[Saved entries]
☆ ☆ ☆ ☆ ☆ ☆ ☆
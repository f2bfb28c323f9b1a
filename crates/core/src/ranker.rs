//! C6 — Ranker (§4.6).
//!
//! New logic implementing the specification's weighted scoring model
//! directly; memoization reuses `core::cache::QueryCache` (DESIGN.md),
//! keyed by a hash of the candidate's scoring inputs rather than a matcher
//! query fingerprint.

use std::collections::BTreeSet;

use crate::cache::{fingerprint, CacheValue, QueryCache};
use crate::types::{
    Candidate, DuplicateGroup, EffortLevel, Enrichment, RiskLevel, ScoreComponents, Strategy, VariationPlan,
};

const WEIGHT_SAVINGS: f64 = 0.40;
const WEIGHT_COMPLEXITY: f64 = 0.20;
const WEIGHT_RISK: f64 = 0.25;
const WEIGHT_EFFORT: f64 = 0.15;

pub struct Ranker<'a> {
    cache: &'a QueryCache,
}

impl<'a> Ranker<'a> {
    /// Borrows the cache rather than owning it: callers hold the
    /// process-wide cache (§5/§9: one instance per process) and pass it by
    /// reference instead of a fresh cache being constructed per call.
    pub fn new(cache: &'a QueryCache) -> Self {
        Self { cache }
    }

    /// `rank(candidates, max?) -> sorted candidates with score`. Full sort,
    /// then truncate (§4.6 early-exit note).
    pub fn rank(&self, groups: Vec<(DuplicateGroup, VariationPlan, Option<Enrichment>)>, max: Option<usize>) -> Vec<Candidate> {
        let mut candidates: Vec<Candidate> = groups
            .into_iter()
            .map(|(group, plan, enrichment)| self.score_one(group, plan, enrichment))
            .collect();

        candidates.sort_by(|a, b| {
            b.score
                .partial_cmp(&a.score)
                .unwrap_or(std::cmp::Ordering::Equal)
                .then_with(|| b.estimated_savings_lines.cmp(&a.estimated_savings_lines))
                .then_with(|| a.group.files_touched().cmp(&b.group.files_touched()))
                .then_with(|| {
                    let ra = a.group.representative().map(|m| m.file_path.clone()).unwrap_or_default();
                    let rb = b.group.representative().map(|m| m.file_path.clone()).unwrap_or_default();
                    ra.cmp(&rb)
                })
        });

        if let Some(max) = max {
            candidates.truncate(max);
        }
        candidates
    }

    fn score_one(&self, group: DuplicateGroup, plan: VariationPlan, enrichment: Option<Enrichment>) -> Candidate {
        let key = memo_key(&group, &plan, enrichment.as_ref());
        let (score, components) = match self.cache.get(&key) {
            Some(CacheValue::Text(serialized)) => serde_json::from_str(&serialized).unwrap_or_else(|_| compute_score(&group, &plan, enrichment.as_ref())),
            _ => {
                let computed = compute_score(&group, &plan, enrichment.as_ref());
                if let Ok(serialized) = serde_json::to_string(&computed) {
                    self.cache.put(&key, CacheValue::Text(serialized));
                }
                computed
            }
        };

        let lines_saved = (group.instance_count() as u32 - 1) * group.line_count();
        let strategy = if plan.is_parameterizable() { Strategy::ExtractFunction } else { Strategy::Template };
        let risk_level = risk_level_from_factor(risk_factor(&group, &plan, enrichment.as_ref()));
        let effort_level = effort_level_from_files(group.files_touched());

        Candidate {
            group,
            score,
            score_components: components,
            plan,
            strategy,
            estimated_savings_lines: lines_saved,
            risk_level,
            effort_level,
        }
    }
}

fn memo_key(group: &DuplicateGroup, plan: &VariationPlan, enrichment: Option<&Enrichment>) -> String {
    let files: BTreeSet<String> = group.instances.iter().map(|i| i.matched.file_path.to_string_lossy().to_string()).collect();
    let has_coverage = enrichment.and_then(|e| e.test_coverage.as_ref()).map(|c| c.covered).unwrap_or(false);
    let opts = std::collections::BTreeMap::from([
        ("instance_count".to_string(), group.instance_count().to_string()),
        ("line_count".to_string(), group.line_count().to_string()),
        ("plan_complexity".to_string(), plan.complexity().to_string()),
        ("files".to_string(), files.into_iter().collect::<Vec<_>>().join(",")),
        ("has_coverage".to_string(), has_coverage.to_string()),
    ]);
    fingerprint("rank", "", "", std::path::Path::new("."), &opts)
}

fn compute_score(group: &DuplicateGroup, plan: &VariationPlan, enrichment: Option<&Enrichment>) -> (f64, ScoreComponents) {
    let lines_saved = (group.instance_count() as u32 - 1) * group.line_count();
    let savings = (lines_saved as f64 / 100.0).min(1.0);
    let complexity = 1.0 - (plan.complexity() as f64 / 10.0).min(1.0);
    let risk = 1.0 - risk_factor(group, plan, enrichment);
    let effort = 1.0 - (group.files_touched() as f64 / 10.0).min(1.0);

    let score = WEIGHT_SAVINGS * savings + WEIGHT_COMPLEXITY * complexity + WEIGHT_RISK * risk + WEIGHT_EFFORT * effort;
    (score, ScoreComponents { savings, complexity, risk, effort })
}

/// `risk_factor ∈ {0.1 low, 0.3 medium, 0.6 high}` (§4.6), derived from
/// import variations, distinct files touched, and absence of test coverage.
fn risk_factor(group: &DuplicateGroup, plan: &VariationPlan, enrichment: Option<&Enrichment>) -> f64 {
    let has_import_variation = plan.structural_variations.iter().any(|v| v.kind == crate::types::VariationKind::Import);
    let files_touched = group.files_touched();
    let has_coverage = enrichment.and_then(|e| e.test_coverage.as_ref()).map(|c| c.covered).unwrap_or(false);

    let mut points = 0;
    if has_import_variation {
        points += 1;
    }
    if files_touched > 3 {
        points += 1;
    }
    if !has_coverage {
        points += 1;
    }

    match points {
        0 => 0.1,
        1 => 0.3,
        _ => 0.6,
    }
}

fn risk_level_from_factor(factor: f64) -> RiskLevel {
    if factor <= 0.1 {
        RiskLevel::Low
    } else if factor <= 0.3 {
        RiskLevel::Medium
    } else {
        RiskLevel::High
    }
}

fn effort_level_from_files(files_touched: usize) -> EffortLevel {
    match files_touched {
        0..=2 => EffortLevel::Low,
        3..=5 => EffortLevel::Medium,
        _ => EffortLevel::High,
    }
}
☆ ☆ ☆ ☆ ☆ ☆ ☆
Task brief
Reproduce the entries above in full, verbatim.

Expected answer
repository f2bfb28c323f9b1a
filename crates/core/src/ranker.rs
//! C6 — Ranker (§4.6).
//!
//! New logic implementing the specification's weighted scoring model
//! directly; memoization reuses `core::cache::QueryCache` (DESIGN.md),
//! keyed by a hash of the candidate's scoring inputs rather than a matcher
//! query fingerprint.

use std::collections::BTreeSet;

use crate::cache::{fingerprint, CacheValue, QueryCache};
use crate::types::{
    Candidate, DuplicateGroup, EffortLevel, Enrichment, RiskLevel, ScoreComponents, Strategy, VariationPlan,
};

const WEIGHT_SAVINGS: f64 = 0.40;
const WEIGHT_COMPLEXITY: f64 = 0.20;
const WEIGHT_RISK: f64 = 0.25;
const WEIGHT_EFFORT: f64 = 0.15;

pub struct Ranker<'a> {
    cache: &'a QueryCache,
}

impl<'a> Ranker<'a> {
    /// Borrows the cache rather than owning it: callers hold the
    /// process-wide cache (§5/§9: one instance per process) and pass it by
    /// reference instead of a fresh cache being constructed per call.
    pub fn new(cache: &'a QueryCache) -> Self {
        Self { cache }
    }

    /// `rank(candidates, max?) -> sorted candidates with score`. Full sort,
    /// then truncate (§4.6 early-exit note).
    pub fn rank(&self, groups: Vec<(DuplicateGroup, VariationPlan, Option<Enrichment>)>, max: Option<usize>) -> Vec<Candidate> {
        let mut candidates: Vec<Candidate> = groups
            .into_iter()
            .map(|(group, plan, enrichment)| self.score_one(group, plan, enrichment))
            .collect();

        candidates.sort_by(|a, b| {
            b.score
                .partial_cmp(&a.score)
                .unwrap_or(std::cmp::Ordering::Equal)
                .then_with(|| b.estimated_savings_lines.cmp(&a.estimated_savings_lines))
                .then_with(|| a.group.files_touched().cmp(&b.group.files_touched()))
                .then_with(|| {
                    let ra = a.group.representative().map(|m| m.file_path.clone()).unwrap_or_default();
                    let rb = b.group.representative().map(|m| m.file_path.clone()).unwrap_or_default();
                    ra.cmp(&rb)
                })
        });

        if let Some(max) = max {
            candidates.truncate(max);
        }
        candidates
    }

    fn score_one(&self, group: DuplicateGroup, plan: VariationPlan, enrichment: Option<Enrichment>) -> Candidate {
        let key = memo_key(&group, &plan, enrichment.as_ref());
        let (score, components) = match self.cache.get(&key) {
            Some(CacheValue::Text(serialized)) => serde_json::from_str(&serialized).unwrap_or_else(|_| compute_score(&group, &plan, enrichment.as_ref())),
            _ => {
                let computed = compute_score(&group, &plan, enrichment.as_ref());
                if let Ok(serialized) = serde_json::to_string(&computed) {
                    self.cache.put(&key, CacheValue::Text(serialized));
                }
                computed
            }
        };

        let lines_saved = (group.instance_count() as u32 - 1) * group.line_count();
        let strategy = if plan.is_parameterizable() { Strategy::ExtractFunction } else { Strategy::Template };
        let risk_level = risk_level_from_factor(risk_factor(&group, &plan, enrichment.as_ref()));
        let effort_level = effort_level_from_files(group.files_touched());

        Candidate {
            group,
            score,
            score_components: components,
            plan,
            strategy,
            estimated_savings_lines: lines_saved,
            risk_level,
            effort_level,
        }
    }
}

fn memo_key(group: &DuplicateGroup, plan: &VariationPlan, enrichment: Option<&Enrichment>) -> String {
    let files: BTreeSet<String> = group.instances.iter().map(|i| i.matched.file_path.to_string_lossy().to_string()).collect();
    let has_coverage = enrichment.and_then(|e| e.test_coverage.as_ref()).map(|c| c.covered).unwrap_or(false);
    let opts = std::collections::BTreeMap::from([
        ("instance_count".to_string(), group.instance_count().to_string()),
        ("line_count".to_string(), group.line_count().to_string()),
        ("plan_complexity".to_string(), plan.complexity().to_string()),
        ("files".to_string(), files.into_iter().collect::<Vec<_>>().join(",")),
        ("has_coverage".to_string(), has_coverage.to_string()),
    ]);
    fingerprint("rank", "", "", std::path::Path::new("."), &opts)
}

fn compute_score(group: &DuplicateGroup, plan: &VariationPlan, enrichment: Option<&Enrichment>) -> (f64, ScoreComponents) {
    let lines_saved = (group.instance_count() as u32 - 1) * group.line_count();
    let savings = (lines_saved as f64 / 100.0).min(1.0);
    let complexity = 1.0 - (plan.complexity() as f64 / 10.0).min(1.0);
    let risk = 1.0 - risk_factor(group, plan, enrichment);
    let effort = 1.0 - (group.files_touched() as f64 / 10.0).min(1.0);

    let score = WEIGHT_SAVINGS * savings + WEIGHT_COMPLEXITY * complexity + WEIGHT_RISK * risk + WEIGHT_EFFORT * effort;
    (score, ScoreComponents { savings, complexity, risk, effort })
}

/// `risk_factor ∈ {0.1 low, 0.3 medium, 0.6 high}` (§4.6), derived from
/// import variations, distinct files touched, and absence of test coverage.
fn risk_factor(group: &DuplicateGroup, plan: &VariationPlan, enrichment: Option<&Enrichment>) -> f64 {
    let has_import_variation = plan.structural_variations.iter().any(|v| v.kind == crate::types::VariationKind::Import);
    let files_touched = group.files_touched();
    let has_coverage = enrichment.and_then(|e| e.test_coverage.as_ref()).map(|c| c.covered).unwrap_or(false);

    let mut points = 0;
    if has_import_variation {
        points += 1;
    }
    if files_touched > 3 {
        points += 1;
    }
    if !has_coverage {
        points += 1;
    }

    match points {
        0 => 0.1,
        1 => 0.3,
        _ => 0.6,
    }
}

fn risk_level_from_factor(factor: f64) -> RiskLevel {
    if factor <= 0.1 {
        RiskLevel::Low
    } else if factor <= 0.3 {
        RiskLevel::Medium
    } else {
        RiskLevel::High
    }
}

fn effort_level_from_files(files_touched: usize) -> EffortLevel {
    match files_touched {
        0..=2 => EffortLevel::Low,
        3..=5 => EffortLevel::Medium,
        _ => EffortLevel::High,
    }
}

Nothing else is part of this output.